By Ramona du Houx
A measure to expand treatment, education and work programs offered to inmates by the Maine Department of Corrections earned support from legislative leaders on November 30, 2017.
“This is not only a public safety bill, but also one that will bring significant cost savings to the system. Investing in reducing the likelihood of re-offense once former inmates return to our communities is the best use of available resources and good stewardship of taxpayer dollars,” said Rep. Rachel Talbot Ross, former head of Maine's NAACP and the bill’s sponsor. “This is an evidence-based approach that holds offenders accountable and advances a more rehabilitative, restorative correctional system.”
State and federal incarceration rates in the U.S. rose dramatically between 1973 and 2009, a trend that has failed to control crime and caused serious consequences for those imprisoned as well as their families and communities, according to the National Research Council.
The measure now faces consideration by the full Legislature when it reconvenes January 3, 2017.

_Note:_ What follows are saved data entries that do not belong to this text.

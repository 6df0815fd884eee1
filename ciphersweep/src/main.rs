use clap::Parser;
use console::style;
use std::process::ExitCode;

use ciphersweep::Cli;

#[tokio::main]
async fn main() -> ExitCode {
  let cli = Cli::parse();

  match ciphersweep::run(cli).await {
    Ok(outcome) => ExitCode::from(outcome.code()),
    Err(e) => {
      eprintln!("{} {e:#}", style("Error:").red().bold());
      ExitCode::from(ciphersweep::error_code(&e))
    }
  }
}
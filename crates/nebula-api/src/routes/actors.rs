//! # Actor API
//!
//! Bounties an actor created or is working on.

use axum::extract::{Path, Query, State};
use axum::routing::get;
use axum::{Json, Router};
use serde::{Deserialize, Serialize};

use nebula_core::ActorId;
use nebula_state::Bounty;
use nebula_store::ActorRole;

use crate::error::AppError;
use crate::state::AppState;

#[derive(Debug, Deserialize, Default)]
pub struct RoleParams {
    /// `creator` or `worker`. Both lists when absent.
    pub role: Option<String>,
}

#[derive(Debug, Serialize, Deserialize)]
pub struct ActorBounties {
    pub created: Vec<Bounty>,
    pub working: Vec<Bounty>,
}

pub fn router() -> Router<AppState> {
    Router::new().route("/v1/actors/{id}/bounties", get(actor_bounties))
}

/// GET /v1/actors/{id}/bounties?role=creator|worker
async fn actor_bounties(
    State(state): State<AppState>,
    Path(id): Path<String>,
    Query(params): Query<RoleParams>,
) -> Result<Json<ActorBounties>, AppError> {
    let actor = ActorId::new(id)?;
    let role = params
        .role
        .as_deref()
        .map(str::parse::<ActorRole>)
        .transpose()
        .map_err(AppError::Validation)?;

    let created = match role {
        None | Some(ActorRole::Creator) => {
            state
                .store
                .load_bounties_for_actor(&actor, ActorRole::Creator)
                .await?
        }
        Some(ActorRole::Worker) => Vec::new(),
    };
    let working = match role {
        None | Some(ActorRole::Worker) => {
            state
                .store
                .load_bounties_for_actor(&actor, ActorRole::Worker)
                .await?
        }
        Some(ActorRole::Creator) => Vec::new(),
    };
    Ok(Json(ActorBounties { created, working }))
}
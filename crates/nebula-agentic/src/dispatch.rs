//! # Action Dispatch
//!
//! Executes extracted commands against the store. Every state change goes
//! through [`transition_bounty`]: the state machine validates the move,
//! then the store commits it with the observed status as precondition.

use std::collections::BTreeSet;

use nebula_core::{ActorId, BountyId};
use nebula_state::{Bounty, BountyStatus, LifecycleError, NewBounty};
use nebula_store::{ActorRole, BountyStore};

use crate::authorization::{require_actor, require_creator, Denial};
use crate::error::{InterpretError, TransitionError};
use crate::extract::{CreateParams, Parameters};
use crate::intent::Intent;

/// Tags attached to every command-created bounty.
pub const GENERATED_TAGS: [&str; 2] = ["generated", "nebula-ai"];

/// Result of a successfully dispatched command.
#[derive(Debug, Clone, PartialEq)]
pub enum Outcome {
    Created(Bounty),
    /// The actor's bounties, each list ordered by status.
    Status {
        created: Vec<Bounty>,
        working: Vec<Bounty>,
    },
    Approved(Bounty),
    Unrecognized,
}

// ---------------------------------------------------------------------------
// Transitions
// ---------------------------------------------------------------------------

/// Validate `bounty.status → to` for `actor` and commit it.
///
/// The commit fails with [`TransitionError::Stale`] if the persisted status
/// no longer equals the status `bounty` was loaded with.
pub async fn transition_bounty(
    store: &dyn BountyStore,
    bounty: &Bounty,
    to: BountyStatus,
    actor: &ActorId,
) -> Result<Bounty, TransitionError> {
    let next = bounty.transition(to, actor).map_err(|err| {
        tracing::warn!(bounty_id = %bounty.id, actor = %actor, error = %err, "transition rejected");
        err
    })?;
    let assigned = (next.worker_id != bounty.worker_id)
        .then(|| next.worker_id.clone())
        .flatten();

    let committed = store
        .commit_transition(&bounty.id, bounty.status, to, assigned)
        .await?;

    metrics::counter!("nebula_transitions_total", "to" => to.as_str()).increment(1);
    tracing::info!(
        bounty_id = %committed.id,
        actor = %actor,
        from = %bounty.status,
        to = %committed.status,
        "transition committed"
    );
    Ok(committed)
}

/// Load `id` and run [`transition_bounty`] on it.
pub async fn transition_by_id(
    store: &dyn BountyStore,
    id: &BountyId,
    to: BountyStatus,
    actor: &ActorId,
) -> Result<Bounty, TransitionError> {
    let bounty = store
        .load_bounty(id)
        .await?
        .ok_or_else(|| TransitionError::NotFound(id.clone()))?;
    transition_bounty(store, &bounty, to, actor).await
}

// ---------------------------------------------------------------------------
// Dispatcher
// ---------------------------------------------------------------------------

/// Runs one command's parameters against the store on behalf of an actor.
pub struct Dispatcher<'a> {
    store: &'a dyn BountyStore,
}

impl<'a> Dispatcher<'a> {
    pub fn new(store: &'a dyn BountyStore) -> Self {
        Self { store }
    }

    pub async fn dispatch(
        &self,
        input: &str,
        params: Parameters,
        actor: Option<&ActorId>,
    ) -> Result<Outcome, InterpretError> {
        match params {
            Parameters::Create(params) => self.create(input, params, actor).await,
            Parameters::Check => self.check(actor).await,
            Parameters::Approve { bounty_id } => self.approve(&bounty_id, actor).await,
            Parameters::Reject { bounty_id } => Err(InterpretError::Unsupported {
                intent: Intent::Reject,
                bounty_id,
            }),
            Parameters::Update => Err(InterpretError::Unsupported {
                intent: Intent::Update,
                bounty_id: None,
            }),
            Parameters::Other => Ok(Outcome::Unrecognized),
        }
    }

    async fn create(
        &self,
        input: &str,
        params: CreateParams,
        actor: Option<&ActorId>,
    ) -> Result<Outcome, InterpretError> {
        let actor = require_actor(actor, Intent::Create)?;
        let bounty = self
            .store
            .create_bounty(NewBounty {
                title: params.title,
                description: format!("Created via Nebula AI: \"{input}\""),
                reward: params.reward,
                deadline: Some(params.deadline),
                creator_id: actor.clone(),
                tags: GENERATED_TAGS.iter().map(|t| t.to_string()).collect::<BTreeSet<_>>(),
            })
            .await?;
        tracing::info!(bounty_id = %bounty.id, actor = %actor, reward = %bounty.reward, "bounty created");
        Ok(Outcome::Created(bounty))
    }

    async fn check(&self, actor: Option<&ActorId>) -> Result<Outcome, InterpretError> {
        let actor = require_actor(actor, Intent::Check)?;
        let mut created = self
            .store
            .load_bounties_for_actor(actor, ActorRole::Creator)
            .await?;
        let mut working = self
            .store
            .load_bounties_for_actor(actor, ActorRole::Worker)
            .await?;
        created.sort_by_key(|b| b.status);
        working.sort_by_key(|b| b.status);
        Ok(Outcome::Status { created, working })
    }

    async fn approve(
        &self,
        bounty_id: &BountyId,
        actor: Option<&ActorId>,
    ) -> Result<Outcome, InterpretError> {
        let actor = require_actor(actor, Intent::Approve)?;
        let loaded = self.store.load_bounty(bounty_id).await?;
        let bounty = require_creator(actor, bounty_id, loaded)?;

        let approved = transition_bounty(self.store, &bounty, BountyStatus::Completed, actor)
            .await
            .map_err(|err| approval_error(&bounty, err))?;
        Ok(Outcome::Approved(approved))
    }
}

fn approval_error(bounty: &Bounty, err: TransitionError) -> InterpretError {
    let mismatch = |current: BountyStatus| InterpretError::InvalidTransition {
        bounty_id: bounty.id.clone(),
        title: bounty.title.clone(),
        current,
        attempted: BountyStatus::Completed,
    };
    match err {
        TransitionError::Rejected(LifecycleError::InvalidTransition { from, .. }) => mismatch(from),
        TransitionError::Stale { actual, .. } => mismatch(actual),
        TransitionError::Rejected(LifecycleError::GuardRejected { .. })
        | TransitionError::NotFound(_) => Denial::NotOwner {
            bounty_id: bounty.id.clone(),
        }
        .into(),
        TransitionError::Store(err) => InterpretError::Internal(err),
    }
}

During even-numbered years, the Legislature generally limits bill submissions to those that address emergencies and other pressing situations. The Legislative Council, which is made up of each party’s leaders in the Maine House and Senate, decides which bills fit the criteria.
Talbot Ross is serving her first term in the Maine House. A member of the Legislature’s Criminal Justice and Public Safety Committee, she represents part of Portland, including the neighborhoods of Parkside, Bayside, East Bayside, Oakdale and the University of Southern Maine campus.